[EXTRACTED ENTRIES — start]

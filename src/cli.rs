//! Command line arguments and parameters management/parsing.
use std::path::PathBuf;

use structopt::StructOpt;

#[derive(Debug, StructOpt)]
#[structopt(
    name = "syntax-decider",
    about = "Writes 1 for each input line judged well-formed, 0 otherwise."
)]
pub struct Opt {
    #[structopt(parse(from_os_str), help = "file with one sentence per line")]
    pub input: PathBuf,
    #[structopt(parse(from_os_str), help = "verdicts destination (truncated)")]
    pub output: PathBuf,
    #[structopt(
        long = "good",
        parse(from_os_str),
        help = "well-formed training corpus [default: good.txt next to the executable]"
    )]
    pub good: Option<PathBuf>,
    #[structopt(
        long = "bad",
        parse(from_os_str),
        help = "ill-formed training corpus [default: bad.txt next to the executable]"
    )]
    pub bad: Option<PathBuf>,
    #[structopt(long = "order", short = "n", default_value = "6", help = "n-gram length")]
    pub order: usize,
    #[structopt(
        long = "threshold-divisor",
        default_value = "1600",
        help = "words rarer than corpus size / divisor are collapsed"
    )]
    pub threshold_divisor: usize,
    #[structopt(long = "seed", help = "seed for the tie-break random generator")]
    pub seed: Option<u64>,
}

[EXTRACTED ENTRIES — finish]
[EXTRACTED ENTRIES — start]

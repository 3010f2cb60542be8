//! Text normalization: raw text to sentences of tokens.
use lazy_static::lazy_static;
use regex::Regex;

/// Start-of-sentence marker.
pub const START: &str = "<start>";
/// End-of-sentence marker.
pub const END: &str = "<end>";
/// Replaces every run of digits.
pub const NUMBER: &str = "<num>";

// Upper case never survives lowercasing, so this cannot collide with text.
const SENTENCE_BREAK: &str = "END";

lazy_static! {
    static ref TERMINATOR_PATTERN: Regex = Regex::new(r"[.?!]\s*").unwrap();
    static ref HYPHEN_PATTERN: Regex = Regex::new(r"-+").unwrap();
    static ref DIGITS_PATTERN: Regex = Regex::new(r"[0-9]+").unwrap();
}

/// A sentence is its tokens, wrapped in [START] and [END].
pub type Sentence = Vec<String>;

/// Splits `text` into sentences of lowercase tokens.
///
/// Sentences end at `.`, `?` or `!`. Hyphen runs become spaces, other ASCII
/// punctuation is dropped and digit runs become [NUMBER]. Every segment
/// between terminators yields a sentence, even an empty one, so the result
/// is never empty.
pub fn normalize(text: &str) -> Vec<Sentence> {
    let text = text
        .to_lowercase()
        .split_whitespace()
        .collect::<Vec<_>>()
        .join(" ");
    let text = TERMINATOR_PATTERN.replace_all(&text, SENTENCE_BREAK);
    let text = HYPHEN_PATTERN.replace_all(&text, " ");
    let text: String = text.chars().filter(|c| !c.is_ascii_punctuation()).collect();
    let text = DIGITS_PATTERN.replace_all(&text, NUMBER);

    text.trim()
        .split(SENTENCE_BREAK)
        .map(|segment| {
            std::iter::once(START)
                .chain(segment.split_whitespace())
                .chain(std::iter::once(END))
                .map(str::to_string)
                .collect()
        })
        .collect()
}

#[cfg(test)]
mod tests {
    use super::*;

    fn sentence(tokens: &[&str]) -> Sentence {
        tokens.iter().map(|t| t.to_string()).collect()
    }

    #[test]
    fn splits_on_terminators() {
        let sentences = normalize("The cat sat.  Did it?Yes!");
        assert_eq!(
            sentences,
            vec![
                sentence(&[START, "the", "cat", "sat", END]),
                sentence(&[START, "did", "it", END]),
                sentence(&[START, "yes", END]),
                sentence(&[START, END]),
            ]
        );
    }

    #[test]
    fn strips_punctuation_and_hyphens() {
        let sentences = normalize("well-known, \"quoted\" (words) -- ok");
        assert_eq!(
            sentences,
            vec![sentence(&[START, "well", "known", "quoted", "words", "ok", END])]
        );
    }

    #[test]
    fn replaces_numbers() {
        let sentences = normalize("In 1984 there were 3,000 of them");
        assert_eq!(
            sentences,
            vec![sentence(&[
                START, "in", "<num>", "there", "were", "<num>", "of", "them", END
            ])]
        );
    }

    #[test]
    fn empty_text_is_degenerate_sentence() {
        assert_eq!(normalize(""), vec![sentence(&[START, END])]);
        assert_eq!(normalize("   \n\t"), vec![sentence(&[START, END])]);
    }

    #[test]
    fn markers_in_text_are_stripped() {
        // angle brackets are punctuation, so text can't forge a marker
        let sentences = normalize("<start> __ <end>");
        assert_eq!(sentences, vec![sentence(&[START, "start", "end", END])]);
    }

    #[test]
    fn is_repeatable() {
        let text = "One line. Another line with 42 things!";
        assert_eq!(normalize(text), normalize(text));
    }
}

[EXTRACTED ENTRIES — finish]

__EXERCISE OBJECTIVE__. All lines of the entries containing the string "executable" must be shown in full.

__RESULT FOR THIS TASK__.
        help = "well-formed training corpus [default: good.txt next to the executable]"
        help = "ill-formed training corpus [default: bad.txt next to the executable]"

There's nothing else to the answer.